Styphelia microcalyx, commonly known as native cranberry, is a species of flowering plant in the heath family Ericaceae and is endemic to the south west of Western Australia. It is a much-branched, erect or diffuse shrub with linear or narrowly oblong leaves and red, tube-shaped flowers that are bearded inside.

==Description==
Styphelia microcalyx is an erect or diffuse shrub that typically grows up to a height of 30–60 cm and has many, minutely softly-hairy branches. Its leaves are linear to narrowly oblong, usually 6.5–8.7 mm long, sometimes with a small hard point on the tip and sometimes minutely toothed. The flowers are red and nearly sessile with bracteoles less than 2 mm long at the base. The sepals are 4.3–5.4 mm long, the petals joined at the base to form a tube 8.5–11 mm long, with erect lobes that are bearded inside.

==Taxonomy and naming==
This species was first formally described in 1845 by Otto Wilhelm Sonder who gave it the name Astroloma microcalyx in Lehmann's Plantae Preissianae. In 1867 Ferdinand von Mueller transferred the species to Styphelia as S. microcalyx in his Fragmenta Phytographiae Australiae.

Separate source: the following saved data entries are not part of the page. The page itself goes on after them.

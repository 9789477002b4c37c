//! Write coordination
//!
//! A client write is admitted against current replica health, applied to
//! the coordinator's own log, fanned out to every replica and answered once
//! its quorum latch decides. The coordinator counts as one acknowledgment,
//! so a write with `w` required acknowledgments needs `w - 1` replicas.

use crate::common::protocol::SyncMessage;
use crate::common::{
    reconcile, Error, LogEntry, MetricsRegistry, Outcome, QuorumLatch, ReplicaAddress, Result,
    SharedLog, WriteOp,
};
use crate::coordinator::heartbeat::HealthTable;
use crate::coordinator::transport::ReplicaTransport;
use serde::Serialize;
use std::collections::BTreeMap;
use std::sync::Arc;
use std::time::{Duration, Instant};
use tokio_util::sync::CancellationToken;

/// Admission switches
#[derive(Debug, Clone, Copy)]
pub struct AdmissionPolicy {
    /// Refuse writes while fewer than a majority of nodes are alive
    pub enforce_quorum: bool,
    /// Refuse writes that could not collect `w - 1` replica acks from live replicas
    pub suspend_on_replicas_dead: bool,
}

/// Result of an accepted write
#[derive(Debug, Clone, Serialize)]
pub struct WriteReceipt {
    pub index: u64,
    pub acked: usize,
    pub failed: usize,
}

/// Node count a write needs alive to be admitted: `(1 + replicas) / 2`,
/// counting the coordinator.
pub fn quorum_number(replicas: usize) -> usize {
    (1 + replicas) / 2
}

pub struct WriteCoordinator {
    log: SharedLog,
    replicas: Vec<ReplicaAddress>,
    health: HealthTable,
    transport: Arc<ReplicaTransport>,
    policy: AdmissionPolicy,
    write_timeout: Duration,
    grace_period: Duration,
    metrics: Arc<MetricsRegistry>,
}

impl WriteCoordinator {
    #[allow(clippy::too_many_arguments)]
    pub fn new(
        log: SharedLog,
        replicas: Vec<ReplicaAddress>,
        health: HealthTable,
        transport: Arc<ReplicaTransport>,
        policy: AdmissionPolicy,
        write_timeout: Duration,
        grace_period: Duration,
        metrics: Arc<MetricsRegistry>,
    ) -> Self {
        Self {
            log,
            replicas,
            health,
            transport,
            policy,
            write_timeout,
            grace_period,
            metrics,
        }
    }

    pub fn log(&self) -> &SharedLog {
        &self.log
    }

    pub fn replicas(&self) -> &[ReplicaAddress] {
        &self.replicas
    }

    /// Validate a client-supplied `w` and return it as a count.
    pub fn required_acks(&self, w: Option<i64>) -> Result<usize> {
        let w = w.ok_or_else(|| {
            Error::InvalidRequest("number of required acknowledgments (w) is missing".into())
        })?;
        let max = self.replicas.len() + 1;
        if w < 1 || w as u64 > max as u64 {
            return Err(Error::InvalidRequest(format!(
                "w must be between 1 and {} (coordinator plus {} replicas), got {}",
                max,
                self.replicas.len(),
                w
            )));
        }
        Ok(w as usize)
    }

    /// Decide from current health whether a write needing `required_acks`
    /// acknowledgments may start.
    pub fn admit(&self, required_acks: usize) -> Result<()> {
        let alive = self.health.counts().alive;

        if self.policy.enforce_quorum {
            let quorum = quorum_number(self.replicas.len());
            if alive + 1 < quorum {
                return Err(Error::AdmissionRejected(format!(
                    "{} of {} replicas alive, quorum of {} nodes unreachable",
                    alive,
                    self.replicas.len(),
                    quorum
                )));
            }
        }

        if self.policy.suspend_on_replicas_dead && alive < required_acks.saturating_sub(1) {
            return Err(Error::AdmissionRejected(format!(
                "{} replicas alive, write needs {} replica acknowledgments",
                alive,
                required_acks - 1
            )));
        }

        Ok(())
    }

    /// Append `payload` at the next index and replicate it.
    pub async fn handle_write(&self, payload: &str, w: Option<i64>) -> Result<WriteReceipt> {
        let required_acks = self.required_acks(w)?;
        if let Err(e) = self.admit(required_acks) {
            self.metrics.writes_not_admitted.inc();
            tracing::warn!("Write refused: {}", e);
            return Err(e);
        }

        let entry = self.log.append_next(payload);
        tracing::info!(
            index = entry.index,
            w = required_acks,
            "Appended locally; replicating"
        );
        self.replicate(WriteOp::Append, entry, required_acks).await
    }

    /// Delete a live index locally and replicate the deletion.
    pub async fn handle_delete(&self, index: u64, w: Option<i64>) -> Result<WriteReceipt> {
        let required_acks = self.required_acks(w)?;
        if self.log.get(index).is_none() {
            return Err(Error::NotFound(index));
        }
        if let Err(e) = self.admit(required_acks) {
            self.metrics.writes_not_admitted.inc();
            tracing::warn!("Delete refused: {}", e);
            return Err(e);
        }

        // a concurrent delete of the same index may have won since the check
        let payload = self.log.retire_live(index).ok_or(Error::NotFound(index))?;
        tracing::info!(index, w = required_acks, "Deleted locally; replicating");
        self.replicate(WriteOp::Delete, LogEntry::new(index, payload), required_acks)
            .await
    }

    async fn replicate(
        &self,
        op: WriteOp,
        entry: LogEntry,
        required_acks: usize,
    ) -> Result<WriteReceipt> {
        let start = Instant::now();
        let required_successes = required_acks - 1;
        let latch = Arc::new(QuorumLatch::with_quorum(
            required_successes,
            self.replicas.len(),
        ));
        let cancel = CancellationToken::new();

        // deliveries keep running after the outcome is decided
        for replica in &self.replicas {
            let transport = self.transport.clone();
            let replica = replica.clone();
            let entry = entry.clone();
            let latch = latch.clone();
            let cancel = cancel.clone();
            tokio::spawn(async move {
                transport
                    .deliver(&replica, op, &entry, &latch, &cancel)
                    .await;
            });
        }

        let outcome = if required_successes == 0 {
            tokio::time::sleep(self.grace_period).await;
            latch.outcome()
        } else {
            latch.await_outcome(self.write_timeout).await
        };
        if outcome == Outcome::Pending {
            tracing::warn!(
                index = entry.index,
                "No quorum decision within {:?}",
                self.write_timeout
            );
            cancel.cancel();
        }

        self.metrics
            .write_latency
            .observe(start.elapsed().as_secs_f64() * 1000.0);

        let state = latch.state();
        match outcome {
            Outcome::Succeeded => {
                self.metrics.writes_accepted.inc();
                tracing::info!(
                    index = entry.index,
                    acked = state.successes,
                    "{} accepted",
                    op
                );
                Ok(WriteReceipt {
                    index: entry.index,
                    acked: state.successes,
                    failed: state.failures,
                })
            }
            Outcome::Failed | Outcome::Pending => {
                self.metrics.writes_rejected.inc();
                tracing::error!(
                    index = entry.index,
                    acked = state.successes,
                    failed = state.failures,
                    "{} rejected: quorum not reached",
                    op
                );
                Err(Error::QuorumFailed {
                    needed: required_successes,
                    acked: state.successes,
                    failed: state.failures,
                })
            }
        }
    }

    /// Merge a replica's log into the coordinator's view.
    ///
    /// The coordinator's own log is left untouched; only the reply carries
    /// the merge, along with every index the coordinator has deleted.
    pub fn serve_sync(&self, replica_log: BTreeMap<u64, String>) -> SyncMessage {
        self.metrics.syncs_served.inc();
        let (log, retired) = self.log.sync_view();
        let merged = reconcile(&log, &retired, replica_log);
        tracing::info!(
            entries = merged.len(),
            retired = retired.len(),
            "Served log sync"
        );
        SyncMessage {
            log: merged,
            retired,
        }
    }
}
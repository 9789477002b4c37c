//! Replica failure detection
//!
//! One probe loop per replica. A single missed probe only makes a replica
//! suspected; a second consecutive miss makes it unhealthy, and it stays
//! unhealthy until a probe succeeds again.

use crate::common::protocol::validate_ack;
use crate::common::protocol::ACK_IS_ALIVE;
use crate::common::{MetricsRegistry, ReplicaAddress, ReplicaChannel};
use chrono::{DateTime, Utc};
use parking_lot::RwLock;
use serde::Serialize;
use std::collections::BTreeMap;
use std::sync::Arc;
use std::time::Duration;
use tokio::task::JoinHandle;
use tokio_util::sync::CancellationToken;

/// Liveness classification of one replica
#[derive(Debug, Clone, Copy, PartialEq, Eq, Serialize)]
#[serde(rename_all = "lowercase")]
pub enum ReplicaHealth {
    Healthy,
    Suspected,
    Unhealthy,
}

impl ReplicaHealth {
    /// State after a probe that did (`ok`) or did not succeed
    pub fn next(self, ok: bool) -> Self {
        match (self, ok) {
            (_, true) => ReplicaHealth::Healthy,
            (ReplicaHealth::Healthy, false) => ReplicaHealth::Suspected,
            (ReplicaHealth::Suspected | ReplicaHealth::Unhealthy, false) => {
                ReplicaHealth::Unhealthy
            }
        }
    }

    /// Healthy and suspected replicas both count as alive for admission.
    pub fn is_alive(self) -> bool {
        !matches!(self, ReplicaHealth::Unhealthy)
    }
}

impl std::fmt::Display for ReplicaHealth {
    fn fmt(&self, f: &mut std::fmt::Formatter<'_>) -> std::fmt::Result {
        match self {
            ReplicaHealth::Healthy => write!(f, "healthy"),
            ReplicaHealth::Suspected => write!(f, "suspected"),
            ReplicaHealth::Unhealthy => write!(f, "unhealthy"),
        }
    }
}

#[derive(Debug, Clone, Serialize)]
pub struct HealthRecord {
    pub health: ReplicaHealth,
    pub consecutive_failures: u32,
    pub last_probe_at: Option<DateTime<Utc>>,
}

impl Default for HealthRecord {
    fn default() -> Self {
        Self {
            health: ReplicaHealth::Healthy,
            consecutive_failures: 0,
            last_probe_at: None,
        }
    }
}

#[derive(Debug, Clone, Copy, PartialEq, Eq, Serialize)]
pub struct HealthCounts {
    pub alive: usize,
    pub dead: usize,
}

/// Current health of every configured replica. Every replica starts out
/// healthy.
#[derive(Clone, Default)]
pub struct HealthTable {
    inner: Arc<RwLock<BTreeMap<ReplicaAddress, HealthRecord>>>,
}

impl HealthTable {
    pub fn new(replicas: &[ReplicaAddress]) -> Self {
        let records = replicas
            .iter()
            .map(|r| (r.clone(), HealthRecord::default()))
            .collect();
        Self {
            inner: Arc::new(RwLock::new(records)),
        }
    }

    pub fn get(&self, replica: &ReplicaAddress) -> Option<ReplicaHealth> {
        self.inner.read().get(replica).map(|r| r.health)
    }

    /// Apply one probe result and return (previous, current) health.
    pub fn record_probe(
        &self,
        replica: &ReplicaAddress,
        ok: bool,
    ) -> (ReplicaHealth, ReplicaHealth) {
        let mut table = self.inner.write();
        let record = table.entry(replica.clone()).or_default();
        let previous = record.health;
        record.health = previous.next(ok);
        record.consecutive_failures = if ok {
            0
        } else {
            record.consecutive_failures.saturating_add(1)
        };
        record.last_probe_at = Some(Utc::now());
        (previous, record.health)
    }

    pub fn counts(&self) -> HealthCounts {
        let table = self.inner.read();
        let alive = table.values().filter(|r| r.health.is_alive()).count();
        HealthCounts {
            alive,
            dead: table.len() - alive,
        }
    }

    pub fn snapshot(&self) -> BTreeMap<ReplicaAddress, HealthRecord> {
        self.inner.read().clone()
    }
}

pub struct HeartbeatMonitor {
    channel: Arc<dyn ReplicaChannel>,
    table: HealthTable,
    interval: Duration,
    probe_timeout: Duration,
    metrics: Arc<MetricsRegistry>,
}

impl HeartbeatMonitor {
    pub fn new(
        channel: Arc<dyn ReplicaChannel>,
        table: HealthTable,
        interval: Duration,
        probe_timeout: Duration,
        metrics: Arc<MetricsRegistry>,
    ) -> Self {
        metrics.replicas_alive.set(table.counts().alive as u64);
        Self {
            channel,
            table,
            interval,
            probe_timeout,
            metrics,
        }
    }

    pub fn table(&self) -> &HealthTable {
        &self.table
    }

    /// Probe one replica once and fold the result into the table.
    pub async fn probe_once(&self, replica: &ReplicaAddress) -> ReplicaHealth {
        let result = tokio::time::timeout(self.probe_timeout, self.channel.probe(replica)).await;
        let ok = match result {
            Ok(Ok(ack)) => match validate_ack(ACK_IS_ALIVE, &ack) {
                Ok(()) => true,
                Err(e) => {
                    tracing::debug!(replica = %replica, "Bad probe reply: {}", e);
                    false
                }
            },
            Ok(Err(e)) => {
                tracing::debug!(replica = %replica, "Probe failed: {}", e);
                false
            }
            Err(_) => {
                tracing::debug!(
                    replica = %replica,
                    "Probe timed out after {:?}",
                    self.probe_timeout
                );
                false
            }
        };

        if ok {
            self.metrics.probes_ok.inc();
        } else {
            self.metrics.probes_failed.inc();
        }

        let (previous, current) = self.table.record_probe(replica, ok);
        if previous != current {
            match current {
                ReplicaHealth::Healthy => {
                    tracing::info!(
                        replica = %replica,
                        "Replica is healthy again ({} -> {})",
                        previous,
                        current
                    )
                }
                ReplicaHealth::Suspected => {
                    tracing::warn!(replica = %replica, "Replica missed a probe; suspected")
                }
                ReplicaHealth::Unhealthy => {
                    tracing::error!(replica = %replica, "Replica is unhealthy")
                }
            }
            self.metrics
                .replicas_alive
                .set(self.table.counts().alive as u64);
        }
        current
    }

    async fn probe_loop(self: Arc<Self>, replica: ReplicaAddress, cancel: CancellationToken) {
        loop {
            tokio::select! {
                _ = cancel.cancelled() => break,
                _ = self.probe_once(&replica) => {}
            }
            tokio::select! {
                _ = cancel.cancelled() => break,
                _ = tokio::time::sleep(self.interval) => {}
            }
        }
        tracing::debug!(replica = %replica, "Heartbeat stopped");
    }

    /// Start one probe loop per replica; all stop when `cancel` fires.
    pub fn spawn(self: Arc<Self>, cancel: CancellationToken) -> JoinHandle<()> {
        let replicas: Vec<ReplicaAddress> = self.table.snapshot().into_keys().collect();
        let loops: Vec<_> = replicas
            .into_iter()
            .map(|replica| tokio::spawn(self.clone().probe_loop(replica, cancel.clone())))
            .collect();
        tokio::spawn(async move {
            futures_util::future::join_all(loops).await;
        })
    }
}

The specific epithet (microcalyx) means "small sepals".

==Distribution==
This styphelia grows in near-coastal areas of the Swan Coastal Plain bioregion of south-western Western Australia.

==Conservation status==
Styphelia melaleucoides is listed as "not threatened" by the Government of Western Australia Department of Biodiversity, Conservation and Attractions.